Problem -
At the line containing "pub type ModuleSourceCallback<'a>", begin setting down the entries exactly, and stop only after the last line.

Data under study -
//! The seam between the compiler and the source transformer it drives

use std::path::{Path, PathBuf};

use anyhow::Result;

use crate::types::UnitOptions;

/// Callback the transformer invokes for every module reference it meets.
///
/// Receives the raw reference and the path of the file being transformed and
/// returns the reference the transformer should continue with.
pub type ModuleSourceCallback<'a> = dyn FnMut(&str, &Path) -> String + 'a;

/// A source-to-source transformer.
///
/// The compiler treats it as a black box. The one contract it relies on is that
/// `transform` calls `resolve_module_source` for each module reference in
/// `source` and uses the returned string in place of the reference; that call
/// is how dependencies are discovered.
pub trait Transformer {
    type Output;

    fn transform(
        &self,
        source: &str,
        options: &TransformOptions,
        resolve_module_source: &mut ModuleSourceCallback<'_>,
    ) -> Result<Self::Output>;
}

/// Settings for a single transformer invocation.
///
/// Built by layering the unit's own settings over the global ones; immutable
/// once built.
#[derive(Debug, Clone, PartialEq)]
pub struct TransformOptions {
    filename: PathBuf,
    settings: toml::Table,
}

impl TransformOptions {
    /// Layer `unit` over `global`, per-file keys winning on conflict
    pub fn layered(global: &toml::Table, unit: UnitOptions, filename: PathBuf) -> Self {
        let mut settings = global.clone();
        settings.extend(unit.settings);
        Self { filename, settings }
    }

    /// Canonical path of the file being transformed
    pub fn filename(&self) -> &Path {
        &self.filename
    }

    pub fn settings(&self) -> &toml::Table {
        &self.settings
    }

    pub fn get(&self, key: &str) -> Option<&toml::Value> {
        self.settings.get(key)
    }

    pub fn get_str(&self, key: &str) -> Option<&str> {
        self.get(key).and_then(toml::Value::as_str)
    }

    pub fn get_bool(&self, key: &str) -> Option<bool> {
        self.get(key).and_then(toml::Value::as_bool)
    }
}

Solution to this problem -
pub type ModuleSourceCallback<'a> = dyn FnMut(&str, &Path) -> String + 'a;

/// A source-to-source transformer.
///
/// The compiler treats it as a black box. The one contract it relies on is that
/// `transform` calls `resolve_module_source` for each module reference in
/// `source` and uses the returned string in place of the reference; that call
/// is how dependencies are discovered.
pub trait Transformer {
    type Output;

    fn transform(
        &self,
        source: &str,
        options: &TransformOptions,
        resolve_module_source: &mut ModuleSourceCallback<'_>,
    ) -> Result<Self::Output>;
}

/// Settings for a single transformer invocation.
///
/// Built by layering the unit's own settings over the global ones; immutable
/// once built.
#[derive(Debug, Clone, PartialEq)]
pub struct TransformOptions {
    filename: PathBuf,
    settings: toml::Table,
}

impl TransformOptions {
    /// Layer `unit` over `global`, per-file keys winning on conflict
    pub fn layered(global: &toml::Table, unit: UnitOptions, filename: PathBuf) -> Self {
        let mut settings = global.clone();
        settings.extend(unit.settings);
        Self { filename, settings }
    }

    /// Canonical path of the file being transformed
    pub fn filename(&self) -> &Path {
        &self.filename
    }

    pub fn settings(&self) -> &toml::Table {
        &self.settings
    }

    pub fn get(&self, key: &str) -> Option<&toml::Value> {
        self.settings.get(key)
    }

    pub fn get_str(&self, key: &str) -> Option<&str> {
        self.get(key).and_then(toml::Value::as_str)
    }

    pub fn get_bool(&self, key: &str) -> Option<bool> {
        self.get(key).and_then(toml::Value::as_bool)
    }
}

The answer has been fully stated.